Stability of the tangent bundle through conifold transitions. (English) Zbl 1536.81005
Summary: Let \(X\) be a compact, Kähler, Calabi-Yau threefold and suppose \(X\mapsto \underline{X}\leadsto X_t\), for \(t\in \Delta\), is a conifold transition obtained by contracting finitely many disjoint \((-1,-1)\) curves in \(X\) and then smoothing the resulting ordinary double point singularities.
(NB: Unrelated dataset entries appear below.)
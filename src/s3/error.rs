//! Errors raised by the signing, transport and S3 request layers

use hyper::StatusCode;
use thiserror::Error;

/// S3 client errors
#[derive(Error, Debug)]
pub enum S3Error {
    #[error("credentials expired at {expiry}")]
    CredentialExpired { expiry: chrono::DateTime<chrono::Utc> },

    #[error("Network error: {0}")]
    Network(String),

    #[error("Request timed out after {0:?}")]
    Timeout(std::time::Duration),

    #[error("S3 error: {status} {code} - {message}")]
    Server {
        status: StatusCode,
        code: String,
        message: String,
    },

    #[error("Access denied: {status} - {message}")]
    Auth { status: StatusCode, message: String },

    #[error("XML parse error: {0}")]
    XmlParse(String),

    #[error("Invalid response: {0}")]
    InvalidResponse(String),

    #[error("Invalid request: {0}")]
    InvalidRequest(String),

    #[error("IO error: {0}")]
    Io(#[from] std::io::Error),

    #[error("request cancelled")]
    Cancelled,
}

pub type Result<T> = std::result::Result<T, S3Error>;

impl From<quick_xml::Error> for S3Error {
    fn from(err: quick_xml::Error) -> Self {
        S3Error::XmlParse(err.to_string())
    }
}

impl From<hyper::http::Error> for S3Error {
    fn from(err: hyper::http::Error) -> Self {
        S3Error::InvalidRequest(err.to_string())
    }
}

impl From<hyper_util::client::legacy::Error> for S3Error {
    fn from(err: hyper_util::client::legacy::Error) -> Self {
        S3Error::Network(format!("Client error: {}", err))
    }
}

impl S3Error {
    /// Whether a retry of the same request may succeed.
    ///
    /// Network failures, timeouts, throttling (429) and 5xx responses are
    /// transient. Every other 4xx, expired credentials and local errors are not.
    pub fn is_retryable(&self) -> bool {
        match self {
            S3Error::Network(_) | S3Error::Timeout(_) => true,
            S3Error::Server { status, .. } => {
                *status == StatusCode::TOO_MANY_REQUESTS || status.is_server_error()
            }
            _ => false,
        }
    }

    /// HTTP status carried by the error, if the server produced one
    pub fn status(&self) -> Option<StatusCode> {
        match self {
            S3Error::Server { status, .. } | S3Error::Auth { status, .. } => Some(*status),
            _ => None,
        }
    }

    /// Build the error for a non-2xx response from its status and body.
    pub fn from_response(status: StatusCode, body: &[u8]) -> Self {
        let parsed = crate::s3::xml::parse_error_body(body);
        let message = parsed
            .as_ref()
            .map(|e| e.message.clone())
            .filter(|m| !m.is_empty())
            .unwrap_or_else(|| String::from_utf8_lossy(body).trim().to_string());

        if status == StatusCode::UNAUTHORIZED || status == StatusCode::FORBIDDEN {
            return S3Error::Auth { status, message };
        }

        let code = parsed
            .map(|e| e.code)
            .unwrap_or_else(|| status.canonical_reason().unwrap_or("Unknown").to_string());
        S3Error::Server {
            status,
            code,
            message,
        }
    }
}
impl MockS3 {
    pub fn new() -> Arc<Self> {
        Arc::new(Self::default())
    }

    fn state(&self) -> MutexGuard<'_, State> {
        self.state.lock().unwrap()
    }

    /// Seed an object
    pub fn insert(&self, bucket: &str, key: &str, data: impl Into<Bytes>) {
        let data = data.into();
        let etag = format!("{:x}", md5::compute(&data));
        self.state().objects.insert(
            (bucket.to_string(), key.to_string()),
            StoredObject {
                size: data.len() as u64,
                data,
                etag,
            },
        );
    }

    /// Stored bytes and ETag of an object
    pub fn object(&self, bucket: &str, key: &str) -> Option<(Bytes, String)> {
        self.state()
            .objects
            .get(&(bucket.to_string(), key.to_string()))
            .map(|o| (o.data.clone(), o.etag.clone()))
    }

    pub fn object_size(&self, bucket: &str, key: &str) -> Option<u64> {
        self.state()
            .objects
            .get(&(bucket.to_string(), key.to_string()))
            .map(|o| o.size)
    }

    /// Answer the next `times` uploads of `part` with `status`
    pub fn fail_part(&self, part: u32, times: u32, status: u16) {
        self.state().part_faults.insert(part, (times, status));
    }

    /// Answer the next `times` CompleteMultipartUpload calls with `status`
    pub fn fail_complete(&self, times: u32, status: u16) {
        self.state().complete_faults = Some((times, status));
    }

    /// Uploaded parts never get an answer
    pub fn hold_parts(&self) {
        self.state().hold_parts = true;
    }

    /// Object GETs never get an answer
    pub fn hold_reads(&self) {
        self.state().hold_reads = true;
    }

    /// CreateMultipartUpload opens the session, then answers after `delay`
    pub fn delay_initiate(&self, delay: Duration) {
        self.state().initiate_delay = Some(delay);
    }

    /// The object is overwritten with `data` right after its next HEAD
    pub fn replace_after_head(&self, bucket: &str, key: &str, data: impl Into<Bytes>) {
        self.state()
            .replace_after_head
            .insert((bucket.to_string(), key.to_string()), data.into());
    }

    /// Only count uploaded object and part bytes
    pub fn discard_bodies(&self) {
        self.state().discard_bodies = true;
    }

    /// Ranged GETs report a different ETag than HEAD
    pub fn corrupt_range_etags(&self) {
        self.state().corrupt_range_etags = true;
    }

    pub fn calls(&self) -> Vec<Call> {
        self.state().calls.clone()
    }

    pub fn call_count(&self) -> usize {
        self.state().calls.len()
    }

    pub fn abort_count(&self) -> usize {
        self.state().aborts
    }

    /// Part numbers listed by each CompleteMultipartUpload, in request order
    pub fn completions(&self) -> Vec<Vec<u32>> {
        self.state().completions.clone()
    }

    /// Requests currently parked by `hold_parts` or `hold_reads`
    pub fn held_parts(&self) -> usize {
        self.held.load(Ordering::SeqCst)
    }

    pub fn open_uploads(&self) -> usize {
        self.state().uploads.len()
    }

    fn put_object(&self, bucket: String, key: String, body: Bytes, size: u64) -> Response {
        let mut state = self.state();
        let etag = format!("{:x}", md5::compute(&body));
        let data = if state.discard_bodies { Bytes::new() } else { body };
        state
            .objects
            .insert((bucket, key), StoredObject { data, size, etag: etag.clone() });
        Response::from_bytes(StatusCode::OK, etag_header(&etag), Bytes::new())
    }

    fn create_upload(&self, bucket: String, key: String) -> Response {
        let mut state = self.state();
        state.next_upload += 1;
        let upload_id = format!("upload-{}", state.next_upload);
        state.uploads.insert(
            upload_id.clone(),
            Upload {
                bucket: bucket.clone(),
                key: key.clone(),
                parts: BTreeMap::new(),
            },
        );
        xml_response(
            StatusCode::OK,
            format!(
                "<InitiateMultipartUploadResult><Bucket>{}</Bucket><Key>{}</Key><UploadId>{}</UploadId></InitiateMultipartUploadResult>",
                bucket, key, upload_id
            ),
        )
    }

    async fn upload_part(&self, upload_id: &str, part: u32, body: Bytes, size: u64) -> Response {
        let fault = {
            let mut state = self.state();
            match state.part_faults.get_mut(&part) {
                Some((remaining, status)) if *remaining > 0 => {
                    *remaining -= 1;
                    Some(*status)
                }
                _ => None,
            }
        };
        if let Some(status) = fault {
            return error_response(status, "InternalError");
        }

        if self.state().hold_parts {
            self.park().await;
        }

        let mut state = self.state();
        let etag = format!("part-{}-{:x}", part, md5::compute(&body));
        let data = if state.discard_bodies { Bytes::new() } else { body };
        match state.uploads.get_mut(upload_id) {
            Some(upload) => {
                upload.parts.insert(part, (data, size, etag.clone()));
                Response::from_bytes(StatusCode::OK, etag_header(&etag), Bytes::new())
            }
            None => error_response(404, "NoSuchUpload"),
        }
    }

    fn complete_upload(&self, upload_id: &str, body: &[u8]) -> Response {
        {
            let mut state = self.state();
            if let Some((remaining, status)) = state.complete_faults.as_mut() {
                if *remaining > 0 {
                    *remaining -= 1;
                    return error_response(*status, "InternalError");
                }
            }
        }
        let body = String::from_utf8_lossy(body);
        let listed: Vec<u32> = body
            .split("<PartNumber>")
            .skip(1)
            .filter_map(|s| s.split("</PartNumber>").next()?.parse().ok())
            .collect();

        let mut state = self.state();
        state.completions.push(listed.clone());
        let Some(upload) = state.uploads.remove(upload_id) else {
            return error_response(404, "NoSuchUpload");
        };
        if listed.len() != upload.parts.len() || listed.windows(2).any(|w| w[0] >= w[1]) {
            return error_response(400, "InvalidPartOrder");
        }

        let mut data = BytesMut::new();
        let mut size = 0;
        let mut etags = String::new();
        for (data_part, part_size, etag) in upload.parts.values() {
            data.extend_from_slice(data_part);
            size += part_size;
            etags.push_str(etag);
        }
        let etag = format!("{:x}-{}", md5::compute(etags.as_bytes()), upload.parts.len());
        state.objects.insert(
            (upload.bucket.clone(), upload.key.clone()),
            StoredObject {
                data: data.freeze(),
                size,
                etag: etag.clone(),
            },
        );

        xml_response(
            StatusCode::OK,
            format!(
                "<CompleteMultipartUploadResult><Location>{}/{}/{}</Location><Bucket>{}</Bucket><Key>{}</Key><ETag>\"{}\"</ETag></CompleteMultipartUploadResult>",
                ENDPOINT, upload.bucket, upload.key, upload.bucket, upload.key, etag
            ),
        )
    }

    fn list(&self, bucket: &str, query: &BTreeMap<String, String>) -> Response {
        let prefix = query.get("prefix").cloned().unwrap_or_default();
        let delimiter = query.get("delimiter").cloned().filter(|d| !d.is_empty());
        let max_keys: usize = query
            .get("max-keys")
            .and_then(|m| m.parse().ok())
            .unwrap_or(1000);
        let after = query
            .get("continuation-token")
            .and_then(|t| t.strip_prefix("after:"))
            .map(str::to_string);

        let state = self.state();
        let mut entries = Vec::new();
        let mut prefixes: Vec<String> = Vec::new();
        let mut last_key = None;
        let mut truncated = false;

        let candidates = state
            .objects
            .iter()
            .filter(|((b, k), _)| b == bucket && k.starts_with(&prefix))
            .filter(|((_, k), _)| after.as_ref().map_or(true, |a| k > a));
        for ((_, key), object) in candidates {
            if entries.len() + prefixes.len() == max_keys {
                truncated = true;
                break;
            }
            if let Some(d) = &delimiter {
                if let Some(idx) = key[prefix.len()..].find(d.as_str()) {
                    let common = key[..prefix.len() + idx + d.len()].to_string();
                    if prefixes.last() != Some(&common) {
                        prefixes.push(common);
                    }
                    last_key = Some(key.clone());
                    continue;
                }
            }
            entries.push(format!(
                "<Contents><Key>{}</Key><LastModified>2026-01-22T20:44:33.000Z</LastModified><ETag>\"{}\"</ETag><Size>{}</Size><StorageClass>STANDARD</StorageClass></Contents>",
                key, object.etag, object.size
            ));
            last_key = Some(key.clone());
        }

        let mut xml = String::from("<ListBucketResult>");
        xml.push_str(&format!("<Name>{}</Name><Prefix>{}</Prefix>", bucket, prefix));
        xml.push_str(&format!("<KeyCount>{}</KeyCount>", entries.len()));
        xml.push_str(&format!("<IsTruncated>{}</IsTruncated>", truncated));
        if truncated {
            if let Some(last) = last_key {
                xml.push_str(&format!("<NextContinuationToken>after:{}</NextContinuationToken>", last));
            }
        }
        for entry in entries {
            xml.push_str(&entry);
        }
        for p in prefixes {
            xml.push_str(&format!("<CommonPrefixes><Prefix>{}</Prefix></CommonPrefixes>", p));
        }
        xml.push_str("</ListBucketResult>");
        xml_response(StatusCode::OK, xml)
    }

    fn get(&self, bucket: String, key: String, headers: &BTreeMap<String, String>, head: bool) -> Response {
        let state = self.state();
        let Some(object) = state.objects.get(&(bucket, key)) else {
            return if head {
                Response::from_bytes(StatusCode::NOT_FOUND, HeaderMap::new(), Bytes::new())
            } else {
                error_response(404, "NoSuchKey")
            };
        };

        if let Some(expected) = headers.get("if-match") {
            if expected.trim_matches('"') != object.etag {
                return error_response(412, "PreconditionFailed");
            }
        }

        let range = headers.get("range").and_then(|r| parse_range(r));
        let mut response_headers = etag_header(&object.etag);
        response_headers.insert("last-modified", "Thu, 22 Jan 2026 20:44:33 GMT".parse().unwrap());
        response_headers.insert("content-type", "application/octet-stream".parse().unwrap());
        if head {
            response_headers.insert("content-length", object.size.to_string().parse().unwrap());
            return Response::from_bytes(StatusCode::OK, response_headers, Bytes::new());
        }

        match range {
            Some((start, end)) => {
                if state.corrupt_range_etags {
                    response_headers = etag_header("bogus");
                }
                let end = (end + 1).min(object.data.len());
                Response::from_bytes(
                    StatusCode::PARTIAL_CONTENT,
                    response_headers,
                    object.data.slice(start.min(end)..end),
                )
            }
            None => Response::from_bytes(StatusCode::OK, response_headers, object.data.clone()),
        }
    }

    fn delete(&self, bucket: String, key: String, query: &BTreeMap<String, String>) -> Response {
        let mut state = self.state();
        if let Some(upload_id) = query.get("uploadId") {
            state.aborts += 1;
            state.uploads.remove(upload_id);
        } else {
            state.objects.remove(&(bucket, key));
        }
        Response::from_bytes(StatusCode::NO_CONTENT, HeaderMap::new(), Bytes::new())
    }
}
We show that, for \(|t|\ll 1\) sufficiently small, the tangent bundle \(T^{1,0}X_t\) admits a Hermitian-Yang-Mills metric \(H_t\) with respect to the conformally balanced metrics constructed by Fu-Li-Yau. Furthermore, we describe the behavior of \(H_t\) near the vanishing cycles of \(X_t\) as \(t\rightarrow 0\).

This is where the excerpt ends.